Those words echoed in my mind as I sat beside Deborah in her final hours, holding her hand as life quietly slipped away. No parent is ever prepared for that moment. We are meant to guide our children through life—not to the end of it. Yet there I was, offering the same steady presence I had when she first entered the world, now helping her leave it.
Her hand felt smaller than I remembered, though it had carried so much—her children, her work, her determination. For five and a half years, she endured the relentless weight of stage 4 bowel cancer. Treatments came and went, hope rising and falling, yet she never stopped fighting. She fought for her children, Hugo and Eloise, for her husband, and for countless strangers who found strength in her honesty. Through her writing, she turned pain into purpose, urging others to listen to their bodies and seek help. Because of her, lives were changed—some even saved. Even as her strength faded, her spirit did not.
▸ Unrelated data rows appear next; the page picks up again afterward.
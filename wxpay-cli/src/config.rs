//! Operator configuration file.
//!
//! Loads configuration from a TOML file with support for environment variable
//! expansion in string values. Variables use `$VAR` or `${VAR}` syntax.
//!
//! # Example Configuration
//!
//! ```toml
//! app_id = "wx8888888888888888"
//! mch_id = "1900000109"
//! api_key = "$WXPAY_API_KEY"
//! sign_type = "HMAC-SHA256"
//! sandbox = false
//! timeout_secs = 10
//!
//! client_cert_path = "/etc/wxpay/apiclient_cert.pem"
//! client_key_path = "/etc/wxpay/apiclient_key.pem"
//! ca_pem = "${WXPAY_CA_PEM}"
//! ```
//!
//! Each credential may be given either as `*_path` or as inline `*_pem`,
//! never both.

use std::path::{Path, PathBuf};
use std::time::Duration;

use serde::Deserialize;
use wxpay::SignType;
use wxpay_http::{ClientConfig, ConfigError, CredentialSource};

/// Errors raised while loading the configuration file.
#[derive(Debug, thiserror::Error)]
pub enum ConfigFileError {
    /// The file exists but could not be read.
    #[error("failed to read {}: {source}", path.display())]
    Read {
        /// The configuration file.
        path: PathBuf,
        /// The underlying I/O error.
        #[source]
        source: std::io::Error,
    },

    /// The file is not valid TOML for this schema.
    #[error("invalid configuration: {0}")]
    Parse(#[from] toml::de::Error),

    /// The values do not form a valid client configuration.
    #[error(transparent)]
    Client(#[from] ConfigError),
}

/// Contents of the configuration file.
#[derive(Debug, Clone, Default, Deserialize)]
#[serde(deny_unknown_fields)]
pub struct FileConfig {
    /// Application id.
    #[serde(default)]
    pub app_id: String,

    /// Merchant id.
    #[serde(default)]
    pub mch_id: String,

    /// API key used for signing.
    #[serde(default)]
    pub api_key: String,

    /// `HMAC-SHA256` (default) or `MD5`.
    #[serde(default)]
    pub sign_type: SignType,

    /// Route calls through the sandbox.
    #[serde(default)]
    pub sandbox: bool,

    /// Per-request timeout in seconds.
    #[serde(default)]
    pub timeout_secs: Option<u64>,

    /// Base URL override.
    #[serde(default)]
    pub base_url: Option<String>,

    /// Client certificate file.
    #[serde(default)]
    pub client_cert_path: Option<PathBuf>,

    /// Client certificate PEM.
    #[serde(default)]
    pub client_cert_pem: Option<String>,

    /// Client private key file.
    #[serde(default)]
    pub client_key_path: Option<PathBuf>,

    /// Client private key PEM.
    #[serde(default)]
    pub client_key_pem: Option<String>,

    /// CA bundle file.
    #[serde(default)]
    pub ca_path: Option<PathBuf>,

    /// CA bundle PEM.
    #[serde(default)]
    pub ca_pem: Option<String>,
}

impl FileConfig {
    /// Loads configuration from `path`, expanding `$VAR` references from the
    /// process environment.
    ///
    /// A missing file yields the defaults, leaving validation to client
    /// construction.
    ///
    /// # Errors
    ///
    /// Returns [`ConfigFileError`] if the file cannot be read or parsed.
    pub fn load_from(path: &Path) -> Result<Self, ConfigFileError> {
        let content = if path.exists() {
            std::fs::read_to_string(path).map_err(|source| ConfigFileError::Read {
                path: path.to_owned(),
                source,
            })?
        } else {
            String::new()
        };
        Self::parse(&content, |name| std::env::var(name).ok())
    }

    /// Parses TOML text after expanding variables through `lookup`.
    ///
    /// # Errors
    ///
    /// Returns [`ConfigFileError::Parse`] if the expanded text is invalid.
    pub fn parse(
        content: &str,
        lookup: impl Fn(&str) -> Option<String>,
    ) -> Result<Self, ConfigFileError> {
        Ok(toml::from_str(&expand_vars(content, lookup))?)
    }

    /// Converts into a client configuration.
    ///
    /// # Errors
    ///
    /// Returns [`ConfigError::ConflictingSources`] if a credential is given
    /// both as a path and inline.
    pub fn into_client_config(self) -> Result<ClientConfig, ConfigFileError> {
        let client_cert =
            CredentialSource::from_parts("client_cert", self.client_cert_path, self.client_cert_pem)?;
        let client_key =
            CredentialSource::from_parts("client_key", self.client_key_path, self.client_key_pem)?;
        let ca = CredentialSource::from_parts("ca", self.ca_path, self.ca_pem)?;

        Ok(ClientConfig {
            app_id: self.app_id,
            mch_id: self.mch_id,
            api_key: self.api_key,
            sign_type: self.sign_type,
            client_cert,
            client_key,
            ca,
            sandbox: self.sandbox,
            timeout: self.timeout_secs.map(Duration::from_secs),
            base_url: self.base_url,
        })
    }
}

/// Expands `$VAR` and `${VAR}` patterns using `lookup`.
///
/// Unresolved variables are left as-is.
fn expand_vars(input: &str, lookup: impl Fn(&str) -> Option<String>) -> String {
    let mut result = String::with_capacity(input.len());
    let mut chars = input.chars().peekable();

    while let Some(ch) = chars.next() {
        if ch != '$' {
            result.push(ch);
            continue;
        }

        let braced = chars.peek() == Some(&'{');
        if braced {
            chars.next();
        }

        let mut var_name = String::new();
        while let Some(&c) = chars.peek() {
            if braced {
                if c == '}' {
                    chars.next();
                    break;
                }
            } else if !c.is_ascii_alphanumeric() && c != '_' {
                break;
            }
            var_name.push(c);
            chars.next();
        }

        if var_name.is_empty() {
            result.push('$');
            if braced {
                result.push('{');
            }
        } else if let Some(val) = lookup(&var_name) {
            result.push_str(&val);
        } else {
            result.push('$');
            if braced {
                result.push('{');
            }
            result.push_str(&var_name);
            if braced {
                result.push('}');
            }
        }
    }

    result
}

#[cfg(test)]
mod tests {
    use super::*;

    fn env(name: &str) -> Option<String> {
        match name {
            "WXPAY_API_KEY" => Some("from-env".to_owned()),
            "MCH" => Some("1900000109".to_owned()),
            _ => None,
        }
    }

    #[test]
    fn test_expand_plain_and_braced() {
        assert_eq!(expand_vars("key=$WXPAY_API_KEY;", env), "key=from-env;");
        assert_eq!(expand_vars("${MCH}00", env), "190000010900");
    }

    #[test]
    fn test_unresolved_left_as_is() {
        assert_eq!(expand_vars("$MISSING ${ALSO_MISSING}", env), "$MISSING ${ALSO_MISSING}");
        assert_eq!(expand_vars("cost: $5", env), "cost: $5");
        assert_eq!(expand_vars("trailing $", env), "trailing $");
    }

    #[test]
    fn test_parse_full_file() {
        let config = FileConfig::parse(
            r#"
            app_id = "wx8888888888888888"
            mch_id = "$MCH"
            api_key = "${WXPAY_API_KEY}"
            sign_type = "MD5"
            sandbox = true
            timeout_secs = 5
            client_cert_path = "cert.pem"
            client_key_path = "key.pem"
            ca_pem = "-----BEGIN CERTIFICATE-----"
            "#,
            env,
        )
        .unwrap();
        assert_eq!(config.mch_id, "1900000109");
        assert_eq!(config.api_key, "from-env");
        assert_eq!(config.sign_type, SignType::Md5);

        let client = config.into_client_config().unwrap();
        assert!(client.sandbox);
        assert_eq!(client.timeout, Some(Duration::from_secs(5)));
        assert_eq!(
            client.client_cert,
            Some(CredentialSource::Path("cert.pem".into()))
        );
        assert!(matches!(client.ca, Some(CredentialSource::Pem(_))));
    }

    #[test]
    fn test_empty_file_uses_defaults() {
        let config = FileConfig::parse("", env).unwrap();
        assert_eq!(config.sign_type, SignType::HmacSha256);
        assert!(!config.sandbox);
        assert!(config.client_cert_path.is_none());
    }

    #[test]
    fn test_unknown_sign_type_rejected() {
        let err = FileConfig::parse(r#"sign_type = "SHA1""#, env).unwrap_err();
        assert!(matches!(err, ConfigFileError::Parse(_)));
    }

    #[test]
    fn test_conflicting_credential_sources() {
        let config = FileConfig::parse(
            r#"
            ca_path = "ca.pem"
            ca_pem = "inline"
            "#,
            env,
        )
        .unwrap();
        let err = config.into_client_config().unwrap_err();
        assert!(matches!(
            err,
            ConfigFileError::Client(ConfigError::ConflictingSources("ca"))
        ));
    }

    #[test]
    fn test_missing_file_yields_defaults() {
        let config = FileConfig::load_from(Path::new("/nonexistent/wxpay.toml")).unwrap();
        assert!(config.app_id.is_empty());
    }
}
In those last days, she reminded us to find beauty in ordinary moments and to hold tightly to the people who matter most always. When the time came, I held her hand and whispered that it was okay to rest. Her final breath was gentle, like a quiet release. Grief comes in waves, but so do the memories—her laughter, her courage, her love. I see her in her children and feel her in everyday moments. Deborah’s life was not defined by its length, but by its impact. She lived with purpose, loved deeply, and gave more than most. And in the end, I was there—just as I was at the beginning—holding her with all the love I had.